The extra week is only one of a several subtleties in Apple’s Q1 2013 that seem to have gone over most reporters’ heads. A sample from Leitao’s Thursday post:

  • Gross margin. “The high costs of the iPhone and iPad product transitions, including the introduction in the quarter of the iPad mini, drove gross margin below the prior year’s unsustainable rate. Gross margin will improve in subsequent quarters as the iPhone 5 handset series enters its second year of production and the iPad mini, which remained in constrained supply through the end of the December quarter, becomes available in greater numbers.”
  • Net income as a percentage of revenue. “The graph below illustrates that despite the drop in year-over-year gross margin and lowered rates of revenue growth, net income as a percentage of revenue remained strong.”

    Click to enlarge.

  • Cash position. “Apple ended the quarter with cash and marketable securities of over $132 billion versus about $121 billion at the end of the September quarter. This is despite $2.493 billion in dividend distributions to shareholders during the period and share repurchases totaling $1.950 billion.”
  • Deferred revenue. “Apple defers a portion of revenue from each Mac and iOS device sold due to the rights of device owners to receive no-cost operating system upgrades over the estimated economic life of the unit… At the end of the December quarter, Apple’s deferred revenue balance totaled $7.274 billion. Most of this deferred revenue balance will be recognized as net sales over the next eight fiscal quarters. The deferred revenue in the quarter contributed to the company’s cash flow from operations but did not appear in the quarter’s net sales line.”
  • Deferred tax liabilities. “Apple declares each quarter a US tax expense on much of the company’s foreign earnings although the cash generated by those earnings remains outside the United States and is not subject to tax payments until the foreign earnings are brought into the United States. According to the company’s Form 10-K for the fiscal year ended in September, Apple’s deferred tax liabilities from earnings of foreign subsidiaries totaled $14.712 billion. Much of Apple’s cash and marketable securities are held outside the United States. Should a sizable portion of these dollars be repatriated, it would not trigger additional tax expense.”

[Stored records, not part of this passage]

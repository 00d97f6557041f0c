//! Driving capability for loading image comments.
//!
//! Callers depend on this port instead of the remote adapter so presentation
//! glue can be exercised with in-memory loaders.

use async_trait::async_trait;

use super::define_port_error;
use crate::domain::ImageComment;

define_port_error! {
    /// Classified failures reported by comments loaders.
    ///
    /// The kind is kept for callers and tests; users only ever see one
    /// generic localized message.
    pub enum ImageCommentsLoaderError {
        /// The transport could not complete the exchange.
        Connectivity => "could not reach the comments service",
        /// The exchange completed but did not yield a 200 response with a
        /// valid comments payload.
        InvalidData => "comments service returned invalid data",
    }
}

/// Port for loading the comments of one image.
#[async_trait]
pub trait ImageCommentsLoader: Send + Sync {
    /// Load comments in server order.
    ///
    /// Every call issues an independent request; concurrent calls may finish
    /// in any order.
    async fn load(&self) -> Result<Vec<ImageComment>, ImageCommentsLoaderError>;
}

/// Fixture loader that always returns a scripted result.
#[derive(Debug, Clone)]
pub struct FixtureImageCommentsLoader {
    result: Result<Vec<ImageComment>, ImageCommentsLoaderError>,
}

impl FixtureImageCommentsLoader {
    /// Build a loader that always succeeds with `comments`.
    pub fn succeeding(comments: Vec<ImageComment>) -> Self {
        Self {
            result: Ok(comments),
        }
    }

    /// Build a loader that always fails with `error`.
    pub fn failing(error: ImageCommentsLoaderError) -> Self {
        Self { result: Err(error) }
    }
}

#[async_trait]
impl ImageCommentsLoader for FixtureImageCommentsLoader {
    async fn load(&self) -> Result<Vec<ImageComment>, ImageCommentsLoaderError> {
        self.result.clone()
    }
}
//! Outbound adapters implementing domain ports for external infrastructure.
//!
//! - **comments_api**: decodes the remote comments payload and implements
//!   the `ImageCommentsLoader` port on top of any `HttpClient`.
//! - **http**: reqwest-backed `HttpClient` transport.
//!
//! Adapters are thin translators between wire representations and domain
//! types. They contain no presentation logic.

pub mod comments_api;
pub mod http;
//! Single-shot delivery of load results to a weakly held owner.
//!
//! Each call spawns its own task and captures its own completion, so
//! overlapping loads never share a result slot. The owner is held through a
//! [`Weak`] handle and upgraded only once the loader resolves; when the owner
//! has been released by then, the result is dropped without invoking the
//! completion.

use std::sync::{Arc, Weak};

use tokio::task::JoinHandle;
use tracing::debug;

use crate::domain::ImageComment;
use crate::domain::ports::{ImageCommentsLoader, ImageCommentsLoaderError};

/// Outcome of one comments load.
pub type LoadResult = Result<Vec<ImageComment>, ImageCommentsLoaderError>;

/// Run one load on the current tokio runtime and deliver its result once.
///
/// `completion` receives the upgraded owner together with the result. It is
/// never called when `owner` no longer points at a live value by the time the
/// loader resolves. Dropping the returned handle detaches the task; it does
/// not cancel delivery.
///
/// # Examples
///
/// ```
/// use std::sync::{Arc, Mutex};
///
/// use image_comments::domain::ports::FixtureImageCommentsLoader;
/// use image_comments::domain::spawn_load;
///
/// # tokio::runtime::Runtime::new().expect("runtime").block_on(async {
/// let owner = Arc::new(Mutex::new(None));
/// let loader = Arc::new(FixtureImageCommentsLoader::succeeding(Vec::new()));
/// spawn_load(loader, Arc::downgrade(&owner), |slot, result| {
///     *slot.lock().expect("slot lock") = Some(result);
/// })
/// .await
/// .expect("load task");
/// assert_eq!(*owner.lock().expect("slot lock"), Some(Ok(Vec::new())));
/// # });
/// ```
///
/// # Panics
///
/// Panics when called outside a tokio runtime.
pub fn spawn_load<O, F>(
    loader: Arc<dyn ImageCommentsLoader>,
    owner: Weak<O>,
    completion: F,
) -> JoinHandle<()>
where
    O: Send + Sync + 'static,
    F: FnOnce(&O, LoadResult) + Send + 'static,
{
    tokio::spawn(async move {
        let result = loader.load().await;
        let Some(owner) = owner.upgrade() else {
            debug!(
                succeeded = result.is_ok(),
                "comments load finished after its owner was released; dropping result"
            );
            return;
        };
        completion(&owner, result);
    })
}

#[cfg(test)]
mod tests {
    //! Delivery and suppression coverage for `spawn_load`.

    use super::*;
    use crate::domain::CommentAuthor;
    use crate::domain::ports::FixtureImageCommentsLoader;
    use async_trait::async_trait;
    use chrono::Utc;
    use rstest::rstest;
    use std::sync::Mutex;
    use std::sync::atomic::{AtomicUsize, Ordering};
    use tokio::sync::Notify;
    use uuid::Uuid;

    #[derive(Default)]
    struct Owner {
        deliveries: Mutex<Vec<LoadResult>>,
    }

    struct GatedLoader {
        release: Arc<Notify>,
        result: LoadResult,
    }

    #[async_trait]
    impl ImageCommentsLoader for GatedLoader {
        async fn load(&self) -> LoadResult {
            self.release.notified().await;
            self.result.clone()
        }
    }

    #[rstest]
    #[tokio::test]
    async fn delivers_result_to_live_owner_once() {
        let comment = ImageComment::new(
            Uuid::new_v4(),
            "a message",
            Utc::now(),
            CommentAuthor::new("a username"),
        );
        let owner = Arc::new(Owner::default());
        let calls = Arc::new(AtomicUsize::new(0));
        let counted = Arc::clone(&calls);

        spawn_load(
            Arc::new(FixtureImageCommentsLoader::succeeding(vec![comment.clone()])),
            Arc::downgrade(&owner),
            move |owner: &Owner, result| {
                counted.fetch_add(1, Ordering::SeqCst);
                owner.deliveries.lock().expect("deliveries").push(result);
            },
        )
        .await
        .expect("load task");

        assert_eq!(calls.load(Ordering::SeqCst), 1);
        assert_eq!(
            *owner.deliveries.lock().expect("deliveries"),
            vec![Ok(vec![comment])]
        );
    }

    #[rstest]
    #[tokio::test]
    async fn drops_result_when_owner_is_released_first() {
        let release = Arc::new(Notify::new());
        let loader = Arc::new(GatedLoader {
            release: Arc::clone(&release),
            result: Err(ImageCommentsLoaderError::connectivity()),
        });
        let owner = Arc::new(Owner::default());
        let calls = Arc::new(AtomicUsize::new(0));
        let counted = Arc::clone(&calls);

        let handle = spawn_load(loader, Arc::downgrade(&owner), move |_: &Owner, _| {
            counted.fetch_add(1, Ordering::SeqCst);
        });
        drop(owner);
        release.notify_one();
        handle.await.expect("load task");

        assert_eq!(calls.load(Ordering::SeqCst), 0);
    }
}
//! Reqwest-backed HTTP transport adapter.
//!
//! This adapter owns transport details only: the request timeout, outbound
//! headers, and mapping of reqwest failures into port errors. Status codes
//! are passed through untouched.

use std::time::Duration;

use async_trait::async_trait;
use reqwest::Client;
use tracing::debug;
use url::Url;

use crate::domain::ports::{HttpClient, HttpClientError, HttpResponse};

const DEFAULT_USER_AGENT: &str = "image-comments-client/0.1";

/// `HttpClient` implementation that performs one GET per call.
pub struct ReqwestHttpClient {
    client: Client,
}

impl ReqwestHttpClient {
    /// Build a transport using a reqwest client with an explicit timeout.
    ///
    /// ```
    /// use std::time::Duration;
    ///
    /// use image_comments::outbound::http::ReqwestHttpClient;
    ///
    /// let client = ReqwestHttpClient::new(Duration::from_secs(10));
    /// assert!(client.is_ok());
    /// ```
    ///
    /// # Errors
    ///
    /// Returns an error when the reqwest client cannot be constructed.
    pub fn new(timeout: Duration) -> Result<Self, reqwest::Error> {
        let client = Client::builder()
            .timeout(timeout)
            .user_agent(DEFAULT_USER_AGENT)
            .build()?;
        Ok(Self { client })
    }
}

#[async_trait]
impl HttpClient for ReqwestHttpClient {
    async fn get(&self, url: &Url) -> Result<HttpResponse, HttpClientError> {
        let response = self
            .client
            .get(url.clone())
            .header(reqwest::header::ACCEPT, "application/json")
            .send()
            .await
            .map_err(map_transport_error)?;

        let status = response.status().as_u16();
        let body = response.bytes().await.map_err(map_transport_error)?;
        debug!(url = %url, status, bytes = body.len(), "http exchange completed");
        Ok(HttpResponse::new(status, body.to_vec()))
    }
}

fn map_transport_error(error: reqwest::Error) -> HttpClientError {
    if error.is_timeout() {
        HttpClientError::timeout(error.to_string())
    } else {
        HttpClientError::transport(error.to_string())
    }
}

“Most observers look to the income statement to determine the company’s growth,” Leitao writes in summary. “However, Apple’s balance sheet that accompanied the December quarter revenue and earnings numbers tells a much different story. It’s not so much that Apple’s rates of growth have declined, it’s an issue of discovering where the current rates of growth are reported.”

His post is titled The Mysterious Case of Apple’s Missing Growth. As reader Jim Neal put it, “This piece is so full of stuff that nobody’s talked about in the past week it’s not funny.”

Thanks to Neal and to Apple Insider‘s Daniel Eran Dilger for spotting it.